◆ Your task ◆
Count every line below that contains "None", then give that count and nothing else.

Stored data:

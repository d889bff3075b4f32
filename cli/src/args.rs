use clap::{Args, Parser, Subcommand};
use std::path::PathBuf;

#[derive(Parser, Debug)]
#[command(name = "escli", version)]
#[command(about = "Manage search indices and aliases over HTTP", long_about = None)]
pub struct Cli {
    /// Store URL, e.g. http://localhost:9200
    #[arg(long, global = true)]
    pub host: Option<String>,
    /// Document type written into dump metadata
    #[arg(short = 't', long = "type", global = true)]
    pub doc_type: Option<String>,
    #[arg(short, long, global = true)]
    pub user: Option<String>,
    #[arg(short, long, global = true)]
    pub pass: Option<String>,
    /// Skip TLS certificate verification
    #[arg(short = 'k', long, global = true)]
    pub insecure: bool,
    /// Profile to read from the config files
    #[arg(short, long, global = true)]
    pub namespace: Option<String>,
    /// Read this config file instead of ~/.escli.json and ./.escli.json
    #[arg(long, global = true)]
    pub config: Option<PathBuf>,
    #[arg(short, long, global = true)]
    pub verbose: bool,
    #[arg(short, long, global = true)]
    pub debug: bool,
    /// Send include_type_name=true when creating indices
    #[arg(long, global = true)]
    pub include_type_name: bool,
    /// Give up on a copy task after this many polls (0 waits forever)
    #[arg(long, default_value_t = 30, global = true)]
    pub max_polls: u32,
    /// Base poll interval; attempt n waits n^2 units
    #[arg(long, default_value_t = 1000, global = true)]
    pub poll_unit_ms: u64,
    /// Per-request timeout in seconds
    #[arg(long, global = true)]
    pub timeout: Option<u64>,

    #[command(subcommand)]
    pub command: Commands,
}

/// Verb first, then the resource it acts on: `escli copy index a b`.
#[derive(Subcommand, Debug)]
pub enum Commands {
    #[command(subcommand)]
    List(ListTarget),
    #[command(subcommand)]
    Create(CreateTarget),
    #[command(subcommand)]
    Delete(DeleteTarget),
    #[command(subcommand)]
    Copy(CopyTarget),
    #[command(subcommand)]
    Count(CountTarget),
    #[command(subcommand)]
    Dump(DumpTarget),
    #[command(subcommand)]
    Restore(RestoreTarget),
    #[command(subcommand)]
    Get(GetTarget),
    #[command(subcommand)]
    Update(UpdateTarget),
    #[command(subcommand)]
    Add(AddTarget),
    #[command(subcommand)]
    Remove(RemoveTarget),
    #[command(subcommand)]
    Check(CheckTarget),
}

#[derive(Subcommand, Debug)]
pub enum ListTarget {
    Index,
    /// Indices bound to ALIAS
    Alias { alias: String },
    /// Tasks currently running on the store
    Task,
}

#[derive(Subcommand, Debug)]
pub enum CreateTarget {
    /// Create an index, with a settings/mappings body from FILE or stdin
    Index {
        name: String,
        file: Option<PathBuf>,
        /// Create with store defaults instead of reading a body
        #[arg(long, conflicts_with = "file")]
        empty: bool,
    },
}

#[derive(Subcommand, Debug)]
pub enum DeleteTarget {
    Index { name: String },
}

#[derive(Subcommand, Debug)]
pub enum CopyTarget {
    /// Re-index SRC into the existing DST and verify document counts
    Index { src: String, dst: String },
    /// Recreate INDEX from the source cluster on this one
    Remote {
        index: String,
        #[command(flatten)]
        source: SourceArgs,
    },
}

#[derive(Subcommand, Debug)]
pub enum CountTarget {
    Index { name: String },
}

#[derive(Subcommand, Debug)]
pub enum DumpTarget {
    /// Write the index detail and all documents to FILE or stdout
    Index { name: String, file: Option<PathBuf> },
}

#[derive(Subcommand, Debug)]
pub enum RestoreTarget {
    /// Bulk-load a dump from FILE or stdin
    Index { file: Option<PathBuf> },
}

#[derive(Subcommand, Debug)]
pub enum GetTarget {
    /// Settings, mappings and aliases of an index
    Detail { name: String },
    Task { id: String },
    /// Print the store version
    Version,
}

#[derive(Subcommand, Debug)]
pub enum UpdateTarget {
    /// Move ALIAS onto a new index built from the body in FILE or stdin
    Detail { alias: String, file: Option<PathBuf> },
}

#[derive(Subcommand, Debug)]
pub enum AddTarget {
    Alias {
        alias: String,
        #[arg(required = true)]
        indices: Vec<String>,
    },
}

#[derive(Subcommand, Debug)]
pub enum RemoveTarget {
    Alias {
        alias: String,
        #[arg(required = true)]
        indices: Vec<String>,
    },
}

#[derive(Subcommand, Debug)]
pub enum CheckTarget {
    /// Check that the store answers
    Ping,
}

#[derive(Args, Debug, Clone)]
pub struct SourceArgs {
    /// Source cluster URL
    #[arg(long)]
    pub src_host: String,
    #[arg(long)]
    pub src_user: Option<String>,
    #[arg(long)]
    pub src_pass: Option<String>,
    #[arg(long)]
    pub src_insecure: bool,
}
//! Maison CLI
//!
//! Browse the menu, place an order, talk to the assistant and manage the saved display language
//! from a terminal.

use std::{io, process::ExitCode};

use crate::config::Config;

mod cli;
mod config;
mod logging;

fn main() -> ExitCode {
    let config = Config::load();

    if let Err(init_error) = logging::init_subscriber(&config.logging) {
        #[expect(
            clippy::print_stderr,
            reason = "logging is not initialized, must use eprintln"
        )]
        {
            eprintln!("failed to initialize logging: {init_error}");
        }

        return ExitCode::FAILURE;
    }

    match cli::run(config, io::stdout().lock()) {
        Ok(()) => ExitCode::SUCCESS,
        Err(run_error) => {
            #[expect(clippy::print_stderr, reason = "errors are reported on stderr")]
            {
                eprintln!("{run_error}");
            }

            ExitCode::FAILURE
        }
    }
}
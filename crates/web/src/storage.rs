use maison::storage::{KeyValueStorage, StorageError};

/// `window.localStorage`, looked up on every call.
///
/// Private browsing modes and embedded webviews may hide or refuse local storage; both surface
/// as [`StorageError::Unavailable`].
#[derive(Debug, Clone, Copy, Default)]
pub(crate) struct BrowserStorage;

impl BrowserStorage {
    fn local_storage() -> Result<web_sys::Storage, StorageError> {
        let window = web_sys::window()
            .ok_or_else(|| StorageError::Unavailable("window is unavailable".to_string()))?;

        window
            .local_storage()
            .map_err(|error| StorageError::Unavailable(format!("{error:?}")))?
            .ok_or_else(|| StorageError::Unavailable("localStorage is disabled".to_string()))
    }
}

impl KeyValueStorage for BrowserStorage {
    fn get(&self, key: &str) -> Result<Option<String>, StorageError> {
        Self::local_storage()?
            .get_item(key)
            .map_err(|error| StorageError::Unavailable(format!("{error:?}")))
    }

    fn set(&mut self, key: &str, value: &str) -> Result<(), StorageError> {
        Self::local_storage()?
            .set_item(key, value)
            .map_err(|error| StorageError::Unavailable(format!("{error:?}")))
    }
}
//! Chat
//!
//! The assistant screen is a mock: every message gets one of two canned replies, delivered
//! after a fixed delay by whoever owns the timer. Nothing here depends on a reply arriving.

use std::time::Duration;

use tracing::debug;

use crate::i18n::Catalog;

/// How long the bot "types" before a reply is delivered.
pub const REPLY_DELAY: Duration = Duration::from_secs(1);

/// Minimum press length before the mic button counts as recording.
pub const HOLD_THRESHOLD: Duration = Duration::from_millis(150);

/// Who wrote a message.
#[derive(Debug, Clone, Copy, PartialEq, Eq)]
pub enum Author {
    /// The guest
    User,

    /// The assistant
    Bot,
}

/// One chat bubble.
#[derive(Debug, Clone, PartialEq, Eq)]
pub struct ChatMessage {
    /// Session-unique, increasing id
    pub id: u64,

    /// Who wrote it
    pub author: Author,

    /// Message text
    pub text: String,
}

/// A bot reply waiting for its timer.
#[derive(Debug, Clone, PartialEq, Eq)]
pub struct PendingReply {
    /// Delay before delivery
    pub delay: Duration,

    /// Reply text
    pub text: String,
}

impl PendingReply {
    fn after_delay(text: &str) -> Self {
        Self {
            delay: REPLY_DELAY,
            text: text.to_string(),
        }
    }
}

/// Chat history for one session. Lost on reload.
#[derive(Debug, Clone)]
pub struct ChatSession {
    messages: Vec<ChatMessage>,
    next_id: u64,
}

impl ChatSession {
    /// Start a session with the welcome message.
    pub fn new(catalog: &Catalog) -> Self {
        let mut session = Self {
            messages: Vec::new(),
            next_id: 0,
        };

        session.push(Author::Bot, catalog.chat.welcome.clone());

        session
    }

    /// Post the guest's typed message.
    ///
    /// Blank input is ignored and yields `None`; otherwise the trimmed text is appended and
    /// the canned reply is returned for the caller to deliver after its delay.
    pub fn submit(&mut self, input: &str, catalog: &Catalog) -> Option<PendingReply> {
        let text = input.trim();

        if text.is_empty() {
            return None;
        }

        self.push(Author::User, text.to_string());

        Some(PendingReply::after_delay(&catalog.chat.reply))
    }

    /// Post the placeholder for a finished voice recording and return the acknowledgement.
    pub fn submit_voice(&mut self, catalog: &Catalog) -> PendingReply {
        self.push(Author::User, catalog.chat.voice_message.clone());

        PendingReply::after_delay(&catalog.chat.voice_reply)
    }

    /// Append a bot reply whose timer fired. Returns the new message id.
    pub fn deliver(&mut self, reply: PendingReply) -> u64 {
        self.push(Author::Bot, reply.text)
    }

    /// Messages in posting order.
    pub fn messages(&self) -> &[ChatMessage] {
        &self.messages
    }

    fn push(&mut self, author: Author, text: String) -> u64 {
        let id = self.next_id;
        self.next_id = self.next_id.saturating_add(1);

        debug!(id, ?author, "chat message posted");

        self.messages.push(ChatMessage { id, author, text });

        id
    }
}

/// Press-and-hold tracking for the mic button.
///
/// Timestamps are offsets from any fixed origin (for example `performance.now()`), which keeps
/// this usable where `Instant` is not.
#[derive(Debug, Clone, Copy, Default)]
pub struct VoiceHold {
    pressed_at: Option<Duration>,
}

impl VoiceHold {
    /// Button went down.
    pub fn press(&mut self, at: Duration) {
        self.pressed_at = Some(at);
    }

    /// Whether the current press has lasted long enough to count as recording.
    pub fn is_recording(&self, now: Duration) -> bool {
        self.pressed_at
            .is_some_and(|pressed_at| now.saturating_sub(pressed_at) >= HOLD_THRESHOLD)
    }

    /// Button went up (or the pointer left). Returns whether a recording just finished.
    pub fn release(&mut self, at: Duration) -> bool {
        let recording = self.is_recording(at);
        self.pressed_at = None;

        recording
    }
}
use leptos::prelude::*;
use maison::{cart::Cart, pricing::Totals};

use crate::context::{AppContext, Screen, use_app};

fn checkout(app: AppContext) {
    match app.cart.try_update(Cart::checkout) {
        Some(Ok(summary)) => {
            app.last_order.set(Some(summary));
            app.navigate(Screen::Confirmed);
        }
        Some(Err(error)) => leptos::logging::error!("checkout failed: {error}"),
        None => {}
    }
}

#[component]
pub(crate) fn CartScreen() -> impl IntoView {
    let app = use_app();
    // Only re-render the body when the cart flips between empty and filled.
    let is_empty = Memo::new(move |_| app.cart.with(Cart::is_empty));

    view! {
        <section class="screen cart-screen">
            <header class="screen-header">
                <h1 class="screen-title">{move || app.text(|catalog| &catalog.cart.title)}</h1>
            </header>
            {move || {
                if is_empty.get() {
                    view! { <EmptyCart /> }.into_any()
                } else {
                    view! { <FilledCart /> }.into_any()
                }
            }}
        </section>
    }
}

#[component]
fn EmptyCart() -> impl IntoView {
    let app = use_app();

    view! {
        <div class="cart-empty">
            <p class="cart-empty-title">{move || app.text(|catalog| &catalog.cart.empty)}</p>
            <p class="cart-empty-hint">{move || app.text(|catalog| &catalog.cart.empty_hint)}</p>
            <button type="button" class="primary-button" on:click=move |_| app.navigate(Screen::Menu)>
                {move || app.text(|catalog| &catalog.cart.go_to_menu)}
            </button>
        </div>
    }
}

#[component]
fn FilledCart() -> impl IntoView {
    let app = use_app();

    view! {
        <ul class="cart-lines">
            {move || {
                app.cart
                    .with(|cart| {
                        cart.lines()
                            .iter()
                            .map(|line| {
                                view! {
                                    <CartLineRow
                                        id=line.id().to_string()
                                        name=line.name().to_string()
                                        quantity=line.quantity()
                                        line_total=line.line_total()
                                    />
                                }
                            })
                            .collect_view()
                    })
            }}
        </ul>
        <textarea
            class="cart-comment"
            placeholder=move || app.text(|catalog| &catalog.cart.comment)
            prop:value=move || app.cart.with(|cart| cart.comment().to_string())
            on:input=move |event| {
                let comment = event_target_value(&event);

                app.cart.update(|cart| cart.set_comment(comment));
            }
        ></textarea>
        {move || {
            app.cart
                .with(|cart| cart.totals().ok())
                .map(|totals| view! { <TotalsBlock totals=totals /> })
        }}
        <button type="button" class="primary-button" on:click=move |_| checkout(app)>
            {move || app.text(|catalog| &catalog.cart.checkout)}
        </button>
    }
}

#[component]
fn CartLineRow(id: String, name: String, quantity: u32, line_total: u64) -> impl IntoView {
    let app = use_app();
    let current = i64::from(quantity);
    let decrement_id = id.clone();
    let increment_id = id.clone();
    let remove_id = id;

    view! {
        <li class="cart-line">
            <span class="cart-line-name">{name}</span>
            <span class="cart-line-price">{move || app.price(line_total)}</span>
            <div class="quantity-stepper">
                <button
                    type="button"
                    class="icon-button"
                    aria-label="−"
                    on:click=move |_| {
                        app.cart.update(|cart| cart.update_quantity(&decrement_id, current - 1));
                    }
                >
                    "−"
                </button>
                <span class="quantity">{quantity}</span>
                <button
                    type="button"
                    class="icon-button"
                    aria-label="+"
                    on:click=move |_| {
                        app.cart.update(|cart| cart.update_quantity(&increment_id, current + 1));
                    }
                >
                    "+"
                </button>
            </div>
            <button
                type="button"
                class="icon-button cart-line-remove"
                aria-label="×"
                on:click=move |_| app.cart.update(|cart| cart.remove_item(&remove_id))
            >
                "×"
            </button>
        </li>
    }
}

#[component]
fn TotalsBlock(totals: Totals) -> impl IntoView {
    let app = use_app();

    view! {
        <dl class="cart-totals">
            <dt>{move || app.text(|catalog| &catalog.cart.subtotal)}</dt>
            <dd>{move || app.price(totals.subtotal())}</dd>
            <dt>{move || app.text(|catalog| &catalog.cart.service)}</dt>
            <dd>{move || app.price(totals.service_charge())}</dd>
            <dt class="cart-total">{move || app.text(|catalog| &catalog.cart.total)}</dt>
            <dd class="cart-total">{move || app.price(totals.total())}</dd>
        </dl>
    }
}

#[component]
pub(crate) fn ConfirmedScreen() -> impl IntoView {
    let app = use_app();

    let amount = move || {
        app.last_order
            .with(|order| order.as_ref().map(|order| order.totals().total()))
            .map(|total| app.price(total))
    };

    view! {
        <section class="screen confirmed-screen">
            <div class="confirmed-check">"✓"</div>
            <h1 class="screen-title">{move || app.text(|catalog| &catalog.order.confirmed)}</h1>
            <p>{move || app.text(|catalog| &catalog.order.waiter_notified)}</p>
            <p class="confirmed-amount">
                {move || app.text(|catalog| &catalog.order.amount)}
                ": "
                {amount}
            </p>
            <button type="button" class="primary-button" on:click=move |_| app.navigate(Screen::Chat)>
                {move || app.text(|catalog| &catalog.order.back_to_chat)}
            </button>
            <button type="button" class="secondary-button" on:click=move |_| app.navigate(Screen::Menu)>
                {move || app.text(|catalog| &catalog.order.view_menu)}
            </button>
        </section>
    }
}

◆ Written answer ◆
5